We were all in good spirits, strolling over the muddy ground, when all at once Zarina pointed up and into the clear night sky.
"Look, an angel is descending!" she exclaimed excitedly.
We all looked to where her outstretched hand pointed. A round light glowed in the night sky, glaring yellowish and shining strangely cold.
"It's singing! At Christmas! The Lord puts our feast under his sign!" Zarina cried.
We stopped and listened into the silence of the night. At first, I could hear nothing, at first, everything remained quiet, and only the distant beating of axes and the rustling of the wind in the treetops were audible.
But then, there in the wind, I could hear it, briefly but clearly. It was a kind of melodic whisper, joyful, yet also strange and otherworldly. It was heard only very briefly, and soon died away as the glow flew out of sight and disappeared somewhere far away.
"Let's go find the angel! Let's..." Zarina cried, continuing excitedly, but I interrupted her.

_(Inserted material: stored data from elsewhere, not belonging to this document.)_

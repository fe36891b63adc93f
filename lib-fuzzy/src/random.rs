//! CSPRNG draws for enrollment
//!
//! All randomness comes from the operating system generator. Seeds are
//! wrapped so they wipe on drop wherever the caller lets go of them.

use rand::rngs::OsRng;
use rand::RngCore;
use zeroize::Zeroizing;

/// Fresh 32-byte per-enrollment salt
pub fn salt() -> [u8; 32] {
    let mut out = [0u8; 32];
    OsRng.fill_bytes(&mut out);
    out
}

/// Fresh 64-bit extractor seed, wiped on drop
pub fn seed() -> Zeroizing<[u8; 8]> {
    let mut out = Zeroizing::new([0u8; 8]);
    OsRng.fill_bytes(out.as_mut());
    out
}
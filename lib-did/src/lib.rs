//! Biometric DID Package
//!
//! Binds the reproducible master key to a network-scoped decentralized
//! identifier and to the versioned metadata bundle that anchors an
//! enrollment on chain. Provides the end-to-end enrollment and
//! verification flows: per-finger fan-out into the extractor, helper
//! persistence, duplicate detection, aggregation and identifier
//! comparison, with one closed machine-readable error taxonomy at the
//! boundary.

// Core modules
pub mod did;
pub mod error;
pub mod flows;
pub mod indexer;
pub mod metadata;
pub mod timing;

// Re-export commonly used types and functions
pub use did::{Did, Network};
pub use error::{CoreError, ErrorCategory, ErrorMode};
pub use flows::{
    enroll::{enroll, Enrollment, EnrollmentRequest},
    verify::{verify, VerifiedIdentity},
    FingerCapture,
};
pub use indexer::{DidIndex, IndexError, MemoryIndex};
pub use metadata::{
    bundle::{
        build_bundle, HelperEntry, HelperStorage, MetadataBundle, BUNDLE_VERSION,
        MAX_INLINE_BYTES, METADATA_LABEL,
    },
    MetadataError,
};
pub use timing::TimingFloor;
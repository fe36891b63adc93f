//! Deterministic network-scoped identifier derivation
//!
//! `did:cardano:<network>:z<base58btc(digest)>` where the digest is a
//! domain-tagged BLAKE2b-256 of the master key. Pure: the same master and
//! network always render the same identifier, which is the hook duplicate
//! detection hangs off.

use std::fmt;
use std::str::FromStr;

use blake2::digest::consts::U32;
use blake2::{Blake2b, Digest};
use serde::{Deserialize, Deserializer, Serialize, Serializer};
use subtle::ConstantTimeEq;

use lib_fuzzy::MasterKey;

use crate::error::CoreError;

type Blake2b256 = Blake2b<U32>;

/// Fixed DID method tag
pub const DID_METHOD: &str = "cardano";

/// Domain tag versioning the derivation itself
const DERIVATION_TAG: &[u8] = b"did-cardano-v1";

/// Deployment network the identifier is scoped to
#[derive(Debug, Clone, Copy, PartialEq, Eq, Hash, Serialize, Deserialize)]
#[serde(rename_all = "snake_case")]
pub enum Network {
    Mainnet,
    Testnet,
    Preview,
    Preprod,
}

impl Network {
    pub fn tag(&self) -> &'static str {
        match self {
            Network::Mainnet => "mainnet",
            Network::Testnet => "testnet",
            Network::Preview => "preview",
            Network::Preprod => "preprod",
        }
    }
}

impl fmt::Display for Network {
    fn fmt(&self, f: &mut fmt::Formatter<'_>) -> fmt::Result {
        f.write_str(self.tag())
    }
}

impl FromStr for Network {
    type Err = CoreError;

    fn from_str(s: &str) -> Result<Self, Self::Err> {
        match s {
            "mainnet" => Ok(Network::Mainnet),
            "testnet" => Ok(Network::Testnet),
            "preview" => Ok(Network::Preview),
            "preprod" => Ok(Network::Preprod),
            other => Err(CoreError::MalformedRecord(format!(
                "unknown network tag: {other:?}"
            ))),
        }
    }
}

/// A derived decentralized identifier
#[derive(Clone, PartialEq, Eq, Hash)]
pub struct Did {
    network: Network,
    digest: [u8; 32],
}

impl Did {
    /// Derive the identifier for a master key on a network
    pub fn derive(master: &MasterKey, network: Network) -> Did {
        let mut hasher = Blake2b256::new();
        hasher.update(DERIVATION_TAG);
        hasher.update(network.tag().as_bytes());
        hasher.update(master.as_bytes());
        Did {
            network,
            digest: hasher.finalize().into(),
        }
    }

    pub fn network(&self) -> Network {
        self.network
    }

    pub fn digest(&self) -> &[u8; 32] {
        &self.digest
    }

    /// Constant-time identifier comparison for verification outcomes
    pub fn matches_ct(&self, other: &Did) -> bool {
        let digests_equal: bool = self.digest.ct_eq(&other.digest).into();
        digests_equal & (self.network == other.network)
    }
}

impl fmt::Display for Did {
    fn fmt(&self, f: &mut fmt::Formatter<'_>) -> fmt::Result {
        write!(
            f,
            "did:{}:{}:z{}",
            DID_METHOD,
            self.network,
            bs58::encode(&self.digest).into_string()
        )
    }
}

impl fmt::Debug for Did {
    fn fmt(&self, f: &mut fmt::Formatter<'_>) -> fmt::Result {
        write!(f, "Did({self})")
    }
}

impl FromStr for Did {
    type Err = CoreError;

    fn from_str(s: &str) -> Result<Self, Self::Err> {
        let malformed = |why: &str| CoreError::MalformedRecord(format!("{why}: {s:?}"));

        let mut parts = s.splitn(4, ':');
        let (scheme, method, network, multibase) = (
            parts.next().ok_or_else(|| malformed("missing scheme"))?,
            parts.next().ok_or_else(|| malformed("missing method"))?,
            parts.next().ok_or_else(|| malformed("missing network"))?,
            parts.next().ok_or_else(|| malformed("missing identifier"))?,
        );
        if scheme != "did" || method != DID_METHOD {
            return Err(malformed("not a did:cardano identifier"));
        }
        let network = network.parse::<Network>()?;
        let encoded = multibase
            .strip_prefix('z')
            .ok_or_else(|| malformed("identifier must be base58btc multibase"))?;
        let raw = bs58::decode(encoded)
            .into_vec()
            .map_err(|_| malformed("invalid base58"))?;
        let digest: [u8; 32] = raw
            .try_into()
            .map_err(|_| malformed("identifier digest must be 32 bytes"))?;
        Ok(Did { network, digest })
    }
}

impl Serialize for Did {
    fn serialize<S: Serializer>(&self, ser: S) -> Result<S::Ok, S::Error> {
        ser.collect_str(self)
    }
}

impl<'de> Deserialize<'de> for Did {
    fn deserialize<D: Deserializer<'de>>(de: D) -> Result<Self, D::Error> {
        let s = String::deserialize(de)?;
        s.parse().map_err(serde::de::Error::custom)
    }
}
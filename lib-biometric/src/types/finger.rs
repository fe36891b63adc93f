//! Finger identifiers with a fixed canonical ordering
//!
//! Key aggregation sorts contributions by this ordering, so any caller
//! presenting the same set of fingers in any order derives the same master.

use std::fmt;
use std::str::FromStr;

use serde::{Deserialize, Serialize};

use crate::error::BiometricError;

/// One of the ten enrollable fingers
///
/// The declaration order is the canonical order.
#[derive(Debug, Clone, Copy, PartialEq, Eq, PartialOrd, Ord, Hash, Serialize, Deserialize)]
#[serde(rename_all = "snake_case")]
pub enum FingerId {
    LeftThumb,
    LeftIndex,
    LeftMiddle,
    LeftRing,
    LeftLittle,
    RightThumb,
    RightIndex,
    RightMiddle,
    RightRing,
    RightLittle,
}

impl FingerId {
    /// All fingers in canonical order
    pub const ALL: [FingerId; 10] = [
        FingerId::LeftThumb,
        FingerId::LeftIndex,
        FingerId::LeftMiddle,
        FingerId::LeftRing,
        FingerId::LeftLittle,
        FingerId::RightThumb,
        FingerId::RightIndex,
        FingerId::RightMiddle,
        FingerId::RightRing,
        FingerId::RightLittle,
    ];

    /// Stable string tag, also used for domain separation in key derivation
    pub fn tag(&self) -> &'static str {
        match self {
            FingerId::LeftThumb => "left_thumb",
            FingerId::LeftIndex => "left_index",
            FingerId::LeftMiddle => "left_middle",
            FingerId::LeftRing => "left_ring",
            FingerId::LeftLittle => "left_little",
            FingerId::RightThumb => "right_thumb",
            FingerId::RightIndex => "right_index",
            FingerId::RightMiddle => "right_middle",
            FingerId::RightRing => "right_ring",
            FingerId::RightLittle => "right_little",
        }
    }

    /// Position in the canonical ordering
    pub fn canonical_index(&self) -> u8 {
        *self as u8
    }
}

impl fmt::Display for FingerId {
    fn fmt(&self, f: &mut fmt::Formatter<'_>) -> fmt::Result {
        f.write_str(self.tag())
    }
}

impl FromStr for FingerId {
    type Err = BiometricError;

    fn from_str(s: &str) -> Result<Self, Self::Err> {
        FingerId::ALL
            .iter()
            .copied()
            .find(|id| id.tag() == s)
            .ok_or_else(|| BiometricError::InvalidFingerId(s.to_string()))
    }
}
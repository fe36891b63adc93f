//! Minutia - a single captured fingerprint feature point

use serde::{Deserialize, Serialize};

/// Feature class of a minutia point
#[derive(Debug, Clone, Copy, PartialEq, Eq, Hash, Serialize, Deserialize)]
#[serde(rename_all = "snake_case")]
pub enum MinutiaKind {
    /// A ridge terminates
    RidgeEnding,
    /// A ridge splits in two
    Bifurcation,
}

impl MinutiaKind {
    /// Stable one-byte encoding used in canonicalization hashes
    pub fn as_byte(&self) -> u8 {
        match self {
            MinutiaKind::RidgeEnding => 0,
            MinutiaKind::Bifurcation => 1,
        }
    }
}

/// A located, oriented fingerprint feature as delivered by the capture layer
///
/// Coordinates are in micrometers from the sensor origin; the orientation is
/// in whole degrees. A captured finger is an ordered list of 10-150 of these.
#[derive(Debug, Clone, Copy, PartialEq, Eq, Serialize, Deserialize)]
pub struct Minutia {
    /// Horizontal position in micrometers
    pub x_um: u32,
    /// Vertical position in micrometers
    pub y_um: u32,
    /// Ridge orientation in degrees, [0, 360)
    pub theta_deg: u16,
    /// Feature class
    pub kind: MinutiaKind,
    /// Capture confidence, 0-100
    pub quality: u8,
}

impl Minutia {
    /// True when the fields are inside their documented ranges
    pub fn in_range(&self) -> bool {
        self.theta_deg < 360 && self.quality <= 100
    }
}
//! Versioned enrollment metadata bundles

pub mod bundle;
pub mod codec;

use thiserror::Error;

/// Bundle construction and transition failures
#[derive(Debug, Clone, PartialEq, Eq, Error)]
pub enum MetadataError {
    /// Bundle declares a schema revision this build does not write or read
    #[error("unsupported bundle version: {0:?}")]
    UnsupportedVersion(String),

    /// A bundle must name at least one controller
    #[error("controller set is empty")]
    NoControllers,

    /// A controller address fails the shape check for the network
    #[error("malformed controller address for {network}: {address:?}")]
    MalformedController { network: String, address: String },

    /// A finger that contributed to the master has no helper entry
    #[error("no helper entry for contributing finger {0}")]
    MissingHelper(String),

    /// Entry kinds must all match the declared storage mode
    #[error("helper entries do not match the declared storage mode")]
    MixedStorageMode,

    /// External entries must carry a non-empty locator
    #[error("external helper entry for {0} has an empty uri")]
    EmptyHelperUri(String),

    /// Inline bundles must fit the on-chain embedding budget
    #[error("serialized bundle is {size} bytes, limit {limit}")]
    BundleTooLarge { size: usize, limit: usize },

    /// `revoked` demands a revocation timestamp at or after enrollment
    #[error("revocation timestamp missing or before enrollment")]
    InvalidRevocationTimestamp,

    /// Only listed controllers may transition the bundle
    #[error("{0:?} is not an authorized controller")]
    UnauthorizedController(String),

    /// Revocation is a one-way transition
    #[error("bundle is already revoked")]
    AlreadyRevoked,

    /// Serialization failure while sizing or encoding
    #[error("bundle codec failure: {0}")]
    Codec(String),
}

pub use bundle::{
    build_bundle, HelperEntry, HelperStorage, MetadataBundle, BUNDLE_VERSION, MAX_INLINE_BYTES,
    METADATA_LABEL,
};
//! Storage trait and reference types

use blake2::digest::consts::U32;
use blake2::{Blake2b, Digest};
use serde::{Deserialize, Serialize};

use crate::error::StorageError;

type Blake2b256 = Blake2b<U32>;

/// Which class of backend a reference points into
#[derive(Debug, Clone, Copy, PartialEq, Eq, Serialize, Deserialize)]
#[serde(rename_all = "snake_case")]
pub enum BackendKind {
    /// Blob travels inline with the metadata
    Inline,
    /// Local filesystem path
    Filesystem,
    /// Content-addressed network store
    Network,
}

/// Opaque, integrity-hashed reference to a stored blob
#[derive(Debug, Clone, PartialEq, Eq, Serialize, Deserialize)]
pub struct StorageRef {
    /// Backend class the URI is meaningful to
    pub backend: BackendKind,
    /// Backend-scoped locator
    pub uri: String,
    /// BLAKE2b-256 of the stored bytes
    #[serde(with = "hex_bytes")]
    pub integrity_hash: [u8; 32],
}

/// BLAKE2b-256 digest used to pin stored helper bytes
pub fn integrity_hash(bytes: &[u8]) -> [u8; 32] {
    Blake2b256::digest(bytes).into()
}

/// Persistence operations every backend provides
///
/// `store` pins the bytes under a fresh reference; `fetch` returns them
/// and must verify the integrity hash before handing bytes back;
/// `health_check` reports whether the backend can currently serve.
pub trait HelperStore {
    fn store(&self, bytes: &[u8]) -> Result<StorageRef, StorageError>;
    fn fetch(&self, reference: &StorageRef) -> Result<Vec<u8>, StorageError>;
    fn health_check(&self) -> bool;
}

mod hex_bytes {
    use serde::{Deserialize, Deserializer, Serializer};

    pub fn serialize<S: Serializer>(bytes: &[u8; 32], ser: S) -> Result<S::Ok, S::Error> {
        ser.serialize_str(&hex::encode(bytes))
    }

    pub fn deserialize<'de, D: Deserializer<'de>>(de: D) -> Result<[u8; 32], D::Error> {
        let s = String::deserialize(de)?;
        let raw = hex::decode(&s).map_err(serde::de::Error::custom)?;
        raw.try_into()
            .map_err(|_| serde::de::Error::custom("integrity hash must be 32 bytes"))
    }
}
// Capture data model exports

pub mod finger;
pub mod minutia;
pub mod template;

pub use finger::FingerId;
pub use minutia::{Minutia, MinutiaKind};
pub use template::{FingerTemplate, N_BITS, N_BYTES};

"We have to get the wood. We can report back to the village later, if it hasn't already been noticed there too," I said.
"You heard the singing! Surely that was an angel. Shall we leave it there? It may have gotten hurt, it must have hit something!" Sasha murmured.
Sasha was my oldest friend and one of the boys who worked on the fields. He had always been very caring and had always tried to help where he could. His parents were long dead and the old lady who had raised him was no longer around, either. So, he struggled along, working the fields, but the rest of us looked out for him.
"Shouldn't we go and look for it, Ilya?", Sasha continued to urge me anxiously.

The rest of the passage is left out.